- Your objective
What is the number of lines in the listing below that contain the string "PanelEvent"? Give that number only.

---------- Material provided

use super::listing::ResourceListing;
use super::modal::Modal;
use crate::resource::{keys_to_value, map_pivots, map_resources, Resource, Selection, ViewContext};
use panel_framework::{EventBus, HttpTransport, Method, PanelConfig, PanelError, PanelEvent, Request, StateStore};
use serde_json::Value;
use std::future::Future;
use std::sync::Arc;
use tracing::{debug, info, instrument, warn};

/// Delete, force-delete, restore and detach for one resource view.
///
/// Each operation issues exactly one request. On success the listing is
/// refreshed (or the caller's callback runs instead) and then the matching
/// event is announced. The modal closes on every outcome.
pub struct ResourceMutationService {
    endpoint: String,
    transport: Arc<dyn HttpTransport>,
    listing: Arc<dyn ResourceListing>,
    filters: Arc<dyn StateStore>,
    events: EventBus,
    view: ViewContext,
    delete_modal: Modal,
    restore_modal: Modal,
}

enum Target {
    Explicit(Vec<Resource>),
    AllMatching,
}

impl ResourceMutationService {
    pub fn new(
        config: &PanelConfig,
        transport: Arc<dyn HttpTransport>,
        listing: Arc<dyn ResourceListing>,
        filters: Arc<dyn StateStore>,
        events: EventBus,
        view: ViewContext,
    ) -> Self {
        Self {
            endpoint: config.resource_endpoint(&view.resource_name),
            transport,
            listing,
            filters,
            events,
            view,
            delete_modal: Modal::default(),
            restore_modal: Modal::default(),
        }
    }

    pub fn view(&self) -> &ViewContext {
        &self.view
    }

    pub fn open_delete_modal(&self) {
        self.delete_modal.open();
    }

    pub fn open_restore_modal(&self) {
        self.restore_modal.open();
    }

    pub fn delete_modal_open(&self) -> bool {
        self.delete_modal.is_open()
    }

    pub fn restore_modal_open(&self) -> bool {
        self.restore_modal.is_open()
    }

    // =========================================================================
    // DELETE
    // =========================================================================

    /// Deletes `resources`, or detaches them when the view is many-to-many.
    pub async fn delete_resources(&self, resources: &[Resource]) -> Result<(), PanelError> {
        self.delete_resources_with(resources, || self.listing.refresh()).await
    }

    /// Like [`delete_resources`](Self::delete_resources), with `callback` in place of the refresh.
    /// A many-to-many view detaches and refreshes as usual.
    pub async fn delete_resources_with<F, Fut>(&self, resources: &[Resource], callback: F) -> Result<(), PanelError>
    where
        F: FnOnce() -> Fut,
        Fut: Future<Output = Result<(), PanelError>>,
    {
        if self.view.via_many_to_many {
            return self.detach_resources(resources).await;
        }
        let request = self.request(Method::Delete, self.endpoint.clone(), Target::Explicit(resources.to_vec()));
        self.settle(&self.delete_modal, request, callback, PanelEvent::ResourcesDeleted)
            .await
    }

    pub async fn delete_selected_resources(&self) -> Result<(), PanelError> {
        self.delete_resources(&self.listing.selected_resources()).await
    }

    #[instrument(skip(self), fields(resource = %self.view.resource_name))]
    pub async fn delete_all_matching_resources(&self) -> Result<(), PanelError> {
        if self.view.via_many_to_many {
            return self.detach_all_matching_resources().await;
        }
        let request = self.request(Method::Delete, self.lens_endpoint(""), Target::AllMatching);
        self.settle(
            &self.delete_modal,
            request,
            || self.listing.refresh(),
            PanelEvent::ResourcesDeleted,
        )
        .await
    }

    /// Deletes a selection; see [`delete_resources`](Self::delete_resources).
    pub async fn delete(&self, selection: &Selection) -> Result<(), PanelError> {
        match selection {
            Selection::Resources(resources) => self.delete_resources(resources).await,
            Selection::AllMatching => self.delete_all_matching_resources().await,
        }
    }

    // =========================================================================
    // DETACH
    // =========================================================================

    /// Removes the pivot rows linking `resources` to the parent record.
    pub async fn detach_resources(&self, resources: &[Resource]) -> Result<(), PanelError> {
        let url = format!("{}/detach", self.endpoint);
        let request = self
            .request(Method::Delete, url, Target::Explicit(resources.to_vec()))
            .param("pivots", keys_to_value(map_pivots(resources)));
        self.settle(
            &self.delete_modal,
            request,
            || self.listing.refresh(),
            PanelEvent::ResourcesDetached,
        )
        .await
    }

    #[instrument(skip(self), fields(resource = %self.view.resource_name))]
    pub async fn detach_all_matching_resources(&self) -> Result<(), PanelError> {
        let url = format!("{}/detach", self.endpoint);
        let request = self.request(Method::Delete, url, Target::AllMatching);
        self.settle(
            &self.delete_modal,
            request,
            || self.listing.refresh(),
            PanelEvent::ResourcesDetached,
        )
        .await
    }

    pub async fn detach(&self, selection: &Selection) -> Result<(), PanelError> {
        match selection {
            Selection::Resources(resources) => self.detach_resources(resources).await,
            Selection::AllMatching => self.detach_all_matching_resources().await,
        }
    }

    // =========================================================================
    // FORCE DELETE
    // =========================================================================

    /// Permanently deletes `resources`. Never redirected to a detach.
    pub async fn force_delete_resources(&self, resources: &[Resource]) -> Result<(), PanelError> {
        self.force_delete_resources_with(resources, || self.listing.refresh())
            .await
    }

    pub async fn force_delete_resources_with<F, Fut>(
        &self,
        resources: &[Resource],
        callback: F,
    ) -> Result<(), PanelError>
    where
        F: FnOnce() -> Fut,
        Fut: Future<Output = Result<(), PanelError>>,
    {
        let url = format!("{}/force", self.endpoint);
        let request = self.request(Method::Delete, url, Target::Explicit(resources.to_vec()));
        self.settle(&self.delete_modal, request, callback, PanelEvent::ResourcesDeleted)
            .await
    }

    pub async fn force_delete_selected_resources(&self) -> Result<(), PanelError> {
        self.force_delete_resources(&self.listing.selected_resources()).await
    }

    #[instrument(skip(self), fields(resource = %self.view.resource_name))]
    pub async fn force_delete_all_matching_resources(&self) -> Result<(), PanelError> {
        let request = self.request(Method::Delete, self.lens_endpoint("/force"), Target::AllMatching);
        self.settle(
            &self.delete_modal,
            request,
            || self.listing.refresh(),
            PanelEvent::ResourcesDeleted,
        )
        .await
    }

    pub async fn force_delete(&self, selection: &Selection) -> Result<(), PanelError> {
        match selection {
            Selection::Resources(resources) => self.force_delete_resources(resources).await,
            Selection::AllMatching => self.force_delete_all_matching_resources().await,
        }
    }

    // =========================================================================
    // RESTORE
    // =========================================================================

    pub async fn restore_resources(&self, resources: &[Resource]) -> Result<(), PanelError> {
        self.restore_resources_with(resources, || self.listing.refresh()).await
    }

    pub async fn restore_resources_with<F, Fut>(&self, resources: &[Resource], callback: F) -> Result<(), PanelError>
    where
        F: FnOnce() -> Fut,
        Fut: Future<Output = Result<(), PanelError>>,
    {
        let url = format!("{}/restore", self.endpoint);
        let request = self.request(Method::Put, url, Target::Explicit(resources.to_vec()));
        self.settle(&self.restore_modal, request, callback, PanelEvent::ResourcesRestored)
            .await
    }

    pub async fn restore_selected_resources(&self) -> Result<(), PanelError> {
        self.restore_resources(&self.listing.selected_resources()).await
    }

    #[instrument(skip(self), fields(resource = %self.view.resource_name))]
    pub async fn restore_all_matching_resources(&self) -> Result<(), PanelError> {
        let request = self.request(Method::Put, self.lens_endpoint("/restore"), Target::AllMatching);
        self.settle(
            &self.restore_modal,
            request,
            || self.listing.refresh(),
            PanelEvent::ResourcesRestored,
        )
        .await
    }

    pub async fn restore(&self, selection: &Selection) -> Result<(), PanelError> {
        match selection {
            Selection::Resources(resources) => self.restore_resources(resources).await,
            Selection::AllMatching => self.restore_all_matching_resources().await,
        }
    }

    // =========================================================================
    // PLUMBING
    // =========================================================================

    /// `{endpoint}[/lens/{lens}]{suffix}`; used by the all-matching variants.
    fn lens_endpoint(&self, suffix: &str) -> String {
        match &self.view.lens {
            Some(lens) => format!("{}/lens/{}{}", self.endpoint, lens, suffix),
            None => format!("{}{}", self.endpoint, suffix),
        }
    }

    /// Stamps the current query context and the target on a request.
    fn request(&self, method: Method, url: String, target: Target) -> Request {
        let encoded = self
            .filters
            .get_string(&format!("{}/currentEncodedFilters", self.view.resource_name));
        let resources = match target {
            Target::Explicit(resources) => keys_to_value(map_resources(&resources)),
            Target::AllMatching => Value::from("all"),
        };
        Request::new(method, url)
            .params(self.view.query_context(Some(encoded)).to_params())
            .param("resources", resources)
    }

    async fn settle<F, Fut>(&self, modal: &Modal, request: Request, after: F, event: PanelEvent) -> Result<(), PanelError>
    where
        F: FnOnce() -> Fut,
        Fut: Future<Output = Result<(), PanelError>>,
    {
        let _guard = modal.acquire()?;
        debug!(method = %request.method, url = %request.url, params = ?request.params, "Sending mutation");

        if let Err(e) = self.transport.request(request).await {
            warn!(resource = %self.view.resource_name, error = %e, "Mutation rejected");
            return Err(e);
        }
        after().await?;

        info!(resource = %self.view.resource_name, event = event.name(), "Mutation settled");
        self.events.emit(event);
        Ok(())
    }
}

--------------------

- Final answer
10